A total of 42,862 men and women ages 18 years and older participated in the 1991–1992 NLAES study, which was conducted by the NIAAA under the leadership of Dr. Grant. She was also the principal architect for the 2001–2002 NESARC study, which included 43,093 similarly aged men and women. Both surveys included the same core questions to assess marijuana use, abuse, and dependence.
"The value of well-designed and well-executed epidemiologic studies is that they point to where problems exist and where additional research and resources must be directed. In addition to the findings about marijuana, we look forward to learning more about alcohol disorders--indeed, about other mental health disorders, as well--from the same data set," explains Dr. Ting-Kai Li, Director, NIAAA.
"The results of our study show that use of marijuana remained stable in 2001–2002 compared to 1991–1992; however, there were significant increases in marijuana abuse or dependence, especially in certain minority subgroups," says Dr.
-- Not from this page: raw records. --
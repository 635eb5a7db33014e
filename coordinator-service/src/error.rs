use thiserror::Error;
use uuid::Uuid;

#[derive(Error, Debug)]
pub enum CoordinatorError {
    #[error("Invalid input: {0}")]
    InvalidInput(String),

    #[error("Not found: {0}")]
    NotFound(String),

    #[error("Duplicate feedback event: {0}")]
    DuplicateEvent(String),

    /// Extraction failed but the diagnosis was persisted degraded; the
    /// caller may retry just the extraction against `diagnosis_id`
    #[error("Analyzer unavailable (diagnosis {diagnosis_id} persisted degraded): {reason}")]
    AnalyzerUnavailable { diagnosis_id: Uuid, reason: String },

    #[error("Empty knowledge base: {0}")]
    EmptyKnowledge(String),

    #[error("Database error: {0}")]
    Database(String),

    #[error("Configuration error: {0}")]
    Config(String),

    #[error("Internal error: {0}")]
    Internal(String),
}

pub type CoordinatorResult<T> = Result<T, CoordinatorError>;

impl From<CoordinatorError> for error_common::TibbError {
    fn from(err: CoordinatorError) -> Self {
        match err {
            CoordinatorError::InvalidInput(msg) => error_common::TibbError::InvalidInput(msg),
            CoordinatorError::NotFound(msg) => error_common::TibbError::NotFound(msg),
            CoordinatorError::DuplicateEvent(msg) => error_common::TibbError::DuplicateEvent(msg),
            CoordinatorError::AnalyzerUnavailable { diagnosis_id, reason } => {
                error_common::TibbError::AnalyzerUnavailable(format!(
                    "{reason} (diagnosis {diagnosis_id})"
                ))
            }
            CoordinatorError::EmptyKnowledge(msg) => error_common::TibbError::EmptyKnowledge(msg),
            CoordinatorError::Database(msg) => error_common::TibbError::Database(msg),
            CoordinatorError::Config(msg) => error_common::TibbError::Config(msg),
            CoordinatorError::Internal(msg) => error_common::TibbError::Internal(msg),
        }
    }
}

impl From<sqlx::Error> for CoordinatorError {
    fn from(err: sqlx::Error) -> Self {
        CoordinatorError::Database(err.to_string())
    }
}

impl From<serde_json::Error> for CoordinatorError {
    fn from(err: serde_json::Error) -> Self {
        CoordinatorError::Internal(format!("serialization: {err}"))
    }
}

impl From<matching_engine::MatchingError> for CoordinatorError {
    fn from(err: matching_engine::MatchingError) -> Self {
        CoordinatorError::EmptyKnowledge(err.to_string())
    }
}

impl From<recommendation_service::RecommendationError> for CoordinatorError {
    fn from(err: recommendation_service::RecommendationError) -> Self {
        CoordinatorError::NotFound(err.to_string())
    }
}

impl From<feedback_analytics::FeedbackError> for CoordinatorError {
    fn from(err: feedback_analytics::FeedbackError) -> Self {
        use feedback_analytics::FeedbackError;
        match err {
            FeedbackError::DuplicateEvent(msg) => CoordinatorError::DuplicateEvent(msg),
            FeedbackError::InvalidRating(msg) | FeedbackError::InvalidScope(msg) => {
                CoordinatorError::InvalidInput(msg)
            }
            FeedbackError::Database(e) => CoordinatorError::Database(e.to_string()),
            FeedbackError::Serialization(e) => {
                CoordinatorError::Internal(format!("serialization: {e}"))
            }
        }
    }
}
pub mod postgres;

use crate::error::CoordinatorResult;
use crate::models::Diagnosis;
use async_trait::async_trait;
use dashmap::DashMap;
use recommendation_service::{PatientProfile, RecommendationDraft};
use std::sync::Arc;
use uuid::Uuid;

/// Upsert-by-id store for diagnoses
#[async_trait]
pub trait DiagnosisRepository: Send + Sync {
    async fn upsert(&self, diagnosis: &Diagnosis) -> CoordinatorResult<()>;
    async fn get(&self, id: Uuid) -> CoordinatorResult<Option<Diagnosis>>;
}

/// Upsert-by-id store for recommendation drafts
#[async_trait]
pub trait RecommendationRepository: Send + Sync {
    async fn upsert(&self, draft: &RecommendationDraft) -> CoordinatorResult<()>;
    async fn get(&self, id: Uuid) -> CoordinatorResult<Option<RecommendationDraft>>;
    async fn for_diagnosis(&self, diagnosis_id: Uuid)
        -> CoordinatorResult<Option<RecommendationDraft>>;
    async fn active_for_patient(&self, patient_id: Uuid)
        -> CoordinatorResult<Vec<RecommendationDraft>>;
    /// Recommendations composed from the given knowledge record
    async fn referencing_condition(&self, condition_id: &str) -> CoordinatorResult<Vec<Uuid>>;
    /// Recommendations whose plan contains the given herb
    async fn containing_herb(&self, herb: &str) -> CoordinatorResult<Vec<Uuid>>;
}

/// Read access to patient profiles
#[async_trait]
pub trait PatientRepository: Send + Sync {
    async fn profile(&self, patient_id: Uuid) -> CoordinatorResult<Option<PatientProfile>>;
    async fn upsert_profile(&self, profile: &PatientProfile) -> CoordinatorResult<()>;
}

// ============================================================================
// IN-MEMORY IMPLEMENTATIONS
// ============================================================================

/// In-memory diagnosis store for testing and development
pub struct InMemoryDiagnosisRepository {
    diagnoses: Arc<DashMap<Uuid, Diagnosis>>,
}

impl InMemoryDiagnosisRepository {
    pub fn new() -> Self {
        Self {
            diagnoses: Arc::new(DashMap::new()),
        }
    }
}

impl Default for InMemoryDiagnosisRepository {
    fn default() -> Self {
        Self::new()
    }
}

#[async_trait]
impl DiagnosisRepository for InMemoryDiagnosisRepository {
    async fn upsert(&self, diagnosis: &Diagnosis) -> CoordinatorResult<()> {
        self.diagnoses.insert(diagnosis.id, diagnosis.clone());
        Ok(())
    }

    async fn get(&self, id: Uuid) -> CoordinatorResult<Option<Diagnosis>> {
        Ok(self.diagnoses.get(&id).map(|d| d.clone()))
    }
}

/// In-memory recommendation store for testing and development
pub struct InMemoryRecommendationRepository {
    drafts: Arc<DashMap<Uuid, RecommendationDraft>>,
}

impl InMemoryRecommendationRepository {
    pub fn new() -> Self {
        Self {
            drafts: Arc::new(DashMap::new()),
        }
    }
}

impl Default for InMemoryRecommendationRepository {
    fn default() -> Self {
        Self::new()
    }
}

#[async_trait]
impl RecommendationRepository for InMemoryRecommendationRepository {
    async fn upsert(&self, draft: &RecommendationDraft) -> CoordinatorResult<()> {
        self.drafts.insert(draft.id, draft.clone());
        Ok(())
    }

    async fn get(&self, id: Uuid) -> CoordinatorResult<Option<RecommendationDraft>> {
        Ok(self.drafts.get(&id).map(|d| d.clone()))
    }

    async fn for_diagnosis(
        &self,
        diagnosis_id: Uuid,
    ) -> CoordinatorResult<Option<RecommendationDraft>> {
        Ok(self
            .drafts
            .iter()
            .find(|entry| entry.value().diagnosis_id == diagnosis_id)
            .map(|entry| entry.value().clone()))
    }

    async fn active_for_patient(
        &self,
        patient_id: Uuid,
    ) -> CoordinatorResult<Vec<RecommendationDraft>> {
        let mut drafts: Vec<RecommendationDraft> = self
            .drafts
            .iter()
            .filter(|entry| entry.value().patient_id == patient_id)
            .map(|entry| entry.value().clone())
            .collect();
        drafts.sort_by_key(|d| d.id);
        Ok(drafts)
    }

    async fn referencing_condition(&self, condition_id: &str) -> CoordinatorResult<Vec<Uuid>> {
        let mut ids: Vec<Uuid> = self
            .drafts
            .iter()
            .filter(|entry| {
                entry
                    .value()
                    .source_matches
                    .iter()
                    .any(|m| m.record_id == condition_id)
            })
            .map(|entry| *entry.key())
            .collect();
        ids.sort();
        Ok(ids)
    }

    async fn containing_herb(&self, herb: &str) -> CoordinatorResult<Vec<Uuid>> {
        let mut ids: Vec<Uuid> = self
            .drafts
            .iter()
            .filter(|entry| {
                entry
                    .value()
                    .herbs()
                    .iter()
                    .any(|name| name.eq_ignore_ascii_case(herb))
            })
            .map(|entry| *entry.key())
            .collect();
        ids.sort();
        Ok(ids)
    }
}

/// In-memory patient store for testing and development
pub struct InMemoryPatientRepository {
    profiles: Arc<DashMap<Uuid, PatientProfile>>,
}

impl InMemoryPatientRepository {
    pub fn new() -> Self {
        Self {
            profiles: Arc::new(DashMap::new()),
        }
    }
}

impl Default for InMemoryPatientRepository {
    fn default() -> Self {
        Self::new()
    }
}

#[async_trait]
impl PatientRepository for InMemoryPatientRepository {
    async fn profile(&self, patient_id: Uuid) -> CoordinatorResult<Option<PatientProfile>> {
        Ok(self.profiles.get(&patient_id).map(|p| p.clone()))
    }

    async fn upsert_profile(&self, profile: &PatientProfile) -> CoordinatorResult<()> {
        self.profiles.insert(profile.patient_id, profile.clone());
        Ok(())
    }
}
Compton. "Overall, marijuana abuse or dependence rose by 22 percent from 1991–1992 to 2001–2002. This means that there were approximately 800,000 more adults in the United States with marijuana abuse or dependence in 2001–2002. Furthermore, marijuana abuse or dependence was more common among Whites than among minorities in 1991–1992, but by 2001–2002 the differences in abuse and dependence rates among the different ethnic groups had narrowed considerably. This change was due to increases of 224 percent among young African-American men and women aged 18–29, and 148 percent among young Hispanic men aged 18–29."
The increase in potency of marijuana over the last decade may be partly responsible for the drug's increased abuse and dependence, particularly since marijuana use patterns have not changed over this period. However, no single factor can account entirely for the increases seen in minority populations, the authors report. Numerous cultural, psychosocial, economic, and lifestyle factors likely play roles.